言葉は足りない
夜月心音
1つとして。
「なぜ、このようなことになったのか」
そう問うたのは、幼馴染のひかるだった。
唐突なその言葉に私は何も考える隙も何もなかった。でも、ひかるがそう言う理由もしっかりわかる。
1人で生きた人が出会い、紡がれ、そして引きちぎられる。
なんとも笑えない話である。ずっとずっと紡がれるままであればいいのに。それが叶わないのだ。
そして、また1人になる。
そんなことを繰り返したってなんの役にも立たない。

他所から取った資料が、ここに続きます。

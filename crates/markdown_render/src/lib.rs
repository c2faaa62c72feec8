mod code_blocks;
mod hast;
mod highlight;
mod latex;
mod links;
mod literal_html;
mod math;
mod mdast;
mod sanitize;
mod schema;
mod table_html;
mod to_hast;

use std::sync::Arc;
use std::sync::atomic::AtomicU64;

use tracing::debug;

pub use code_blocks::CodeIdSource;
pub use hast::{Element, HtmlNode};
pub use highlight::{Highlighter, SyntectHighlighter};
pub use latex::normalize_latex;
pub use links::{display_hostname, is_safe_url};
pub use math::{MathMlRenderer, MathRenderer};
pub use schema::{RENDER_EXTENSION, SANITIZE_SCHEMA, Schema, SchemaExtension};

pub struct MarkdownRenderer {
    code_ids: CodeIdSource,
    math: Box<dyn MathRenderer>,
    highlighter: Box<dyn Highlighter>,
}

impl Default for MarkdownRenderer {
    fn default() -> Self {
        Self {
            code_ids: CodeIdSource::Ephemeral,
            math: Box::new(MathMlRenderer),
            highlighter: Box::new(SyntectHighlighter),
        }
    }
}

impl MarkdownRenderer {
    pub fn new() -> Self {
        Self::default()
    }

    pub fn with_code_counter(mut self, counter: Arc<AtomicU64>) -> Self {
        self.code_ids = CodeIdSource::Counter(counter);
        self
    }

    pub fn with_math_renderer(mut self, renderer: impl MathRenderer + 'static) -> Self {
        self.math = Box::new(renderer);
        self
    }

    pub fn with_highlighter(mut self, highlighter: impl Highlighter + 'static) -> Self {
        self.highlighter = Box::new(highlighter);
        self
    }

    pub fn render(&self, markdown: &str) -> String {
        let normalized = latex::normalize_latex(markdown);

        let mut document = mdast::parse(&normalized);
        literal_html::preserve_literal_html(&mut document);

        let mut tree = to_hast::to_hast(&document);
        math::render_math(&mut tree, self.math.as_ref());
        highlight::highlight_code_blocks(&mut tree, self.highlighter.as_ref());
        table_html::restore_table_html(&mut tree);
        links::harden_links(&mut tree);
        code_blocks::enhance_code_blocks(&mut tree, &self.code_ids);

        let tree = sanitize::sanitize(tree, &SANITIZE_SCHEMA);
        let html = hast::to_html(&tree);
        debug!(input = markdown.len(), output = html.len(), "rendered markdown");
        html
    }
}

pub fn render_markdown(markdown: &str) -> String {
    MarkdownRenderer::default().render(markdown)
}

#[cfg(test)]
mod tests {
    use super::*;

    fn counted() -> MarkdownRenderer {
        MarkdownRenderer::new().with_code_counter(Arc::new(AtomicU64::new(0)))
    }

    #[test]
    fn script_links_never_become_anchors() {
        for markdown in [
            "[click](javascript:alert(1))",
            "[click](JAVASCRIPT:alert(1))",
            "[click](data:text/html;base64,PHNjcmlwdD4=)",
        ] {
            let html = render_markdown(markdown);
            assert!(!html.contains("<a"), "{markdown} -> {html}");
            assert!(html.contains("click"));
        }
    }

    #[test]
    fn https_links_open_in_new_tab() {
        let html = render_markdown("see [docs](https://docs.rs/tokio)");
        assert!(html.contains("href=\"https://docs.rs/tokio\""));
        assert!(html.contains("target=\"_blank\""));
        assert!(html.contains("rel=\"noopener noreferrer\""));
        assert!(html.contains("class=\"mcp-link-wrap\""));
        assert!(html.contains("docs | docs.rs"));
    }

    #[test]
    fn code_blocks_get_header_and_sequential_ids() {
        let renderer = counted();
        let first = renderer.render("```rust\nfn main() {}\n```");
        assert!(first.contains("data-code-id=\"code-1\""));
        assert!(first.contains("<span class=\"code-block-language\">rust</span>"));
        assert!(first.contains("lucide-copy-icon"));
        assert!(first.contains("language-rust hljs"));
        assert!(first.contains("hljs-rust"));

        let second = renderer.render("```\nplain\n```");
        assert!(second.contains("data-code-id=\"code-2\""));
        assert!(second.contains(">text</span>"));
    }

    #[test]
    fn latex_inside_code_is_not_converted() {
        let html = render_markdown("```\n\\(x\\)\n```");
        assert!(html.contains("\\(x\\)"));
        assert!(!html.contains("katex"));
    }

    #[test]
    fn latex_delimiters_render_as_math() {
        let html = render_markdown("Euler: \\(e^{i\\pi} + 1 = 0\\)");
        assert!(html.contains("<span class=\"katex\"><math"));
        assert!(html.contains("<annotation encoding=\"application/x-tex\">e^{i\\pi} + 1 = 0</annotation>"));

        let display = render_markdown("\\[\\frac{a}{b}\\]");
        assert!(display.contains("katex-display"));
        assert!(display.contains("<mfrac>"));
    }

    #[test]
    fn deeply_nested_input_renders_without_overflow() {
        let quotes = render_markdown(&format!("{}x", "> ".repeat(10_000)));
        assert!(quotes.contains('x'));
        assert!(quotes.matches("<blockquote>").count() <= 70);

        let braces = format!("${}x{}$", "{".repeat(10_000), "}".repeat(10_000));
        let math = render_markdown(&braces);
        assert!(math.contains("class=\"katex\""));
        assert!(math.matches("<mrow>").count() <= 50);
    }

    #[test]
    fn raw_html_is_shown_as_text() {
        let html = render_markdown("<script>alert(1)</script>");
        assert!(!html.contains("<script"));
        assert!(html.contains("&lt;script&gt;alert(1)&lt;/script&gt;"));

        let html = render_markdown("x <img src=x onerror=alert(1)> y");
        assert!(!html.contains("<img"));
        assert!(html.contains("&lt;img src=x onerror=alert(1)&gt;"));
    }

    #[test]
    fn literal_html_blocks_keep_indentation() {
        let html = render_markdown("<div>\n    indented\n</div>");
        assert_eq!(
            html,
            "<p>&lt;div&gt;<br>\u{a0}\u{a0}\u{a0}\u{a0}indented<br>&lt;/div&gt;</p>"
        );
    }

    #[test]
    fn table_cells_restore_lists_and_breaks() {
        let html = render_markdown("| a | b |\n|---|---|\n| <li>x</li><li>y</li> | 1<br>2 |");
        assert!(html.contains("<td><ul><li>x</li><li>y</li></ul></td>"));
        assert!(html.contains("<td>1<br>2</td>"));

        let stray = render_markdown("| a |\n|---|\n| see <li>x</li> |");
        assert!(!stray.contains("<ul>"));
        assert!(stray.contains("see &lt;li&gt;x&lt;/li&gt;"));
    }

    #[test]
    fn rendering_output_again_introduces_no_markup() {
        let hostile = "<iframe src=x></iframe>\n\n[x](javascript:alert(1)) <b onclick=y>z</b>";
        let once = render_markdown(hostile);
        let twice = render_markdown(&once);
        for forbidden in ["<iframe", "<script", "<b ", "href=\"javascript"] {
            assert!(!once.contains(forbidden), "{forbidden} in {once}");
            assert!(!twice.contains(forbidden), "{forbidden} in {twice}");
        }
    }

    #[test]
    fn task_lists_render_disabled_checkboxes() {
        let html = render_markdown("- [x] done\n- [ ] todo");
        assert!(html.contains("<input type=\"checkbox\" disabled=\"\" checked=\"\">"));
        assert!(html.contains("class=\"task-list-item\""));
    }

    #[test]
    fn custom_collaborators_are_used() {
        struct Plain;
        impl MathRenderer for Plain {
            fn render(&self, tex: &str, _display: bool) -> HtmlNode {
                Element::new("span").class("tex").text(tex).into()
            }
        }
        struct NoHighlight;
        impl Highlighter for NoHighlight {
            fn highlight(&self, _language: &str, _code: &str) -> Option<Vec<HtmlNode>> {
                None
            }
        }

        let renderer = counted()
            .with_math_renderer(Plain)
            .with_highlighter(NoHighlight);
        let html = renderer.render("$a$\n\n```rust\nlet x;\n```");
        assert!(html.contains("<span class=\"tex\">a</span>"));
        assert!(!html.contains("hljs"));
    }
}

何にかできるわけではない。
なのに、なぜ。
こんなことに。
ひかるは少し寂しげに私を見た。
そりゃあ寂しいさ。と、私は思うものの、それを言葉にすることはない。私にそれをいう資格がない。そもそも、資格なんてないのかもしれないが。
だが、私は口を開く。
「運が悪かっただけだよ」
間違えた。そう思ったのは、ひかるがさらに寂しそうな顔をしたからだ。いや、それを通り越して、ただただ無になっていた。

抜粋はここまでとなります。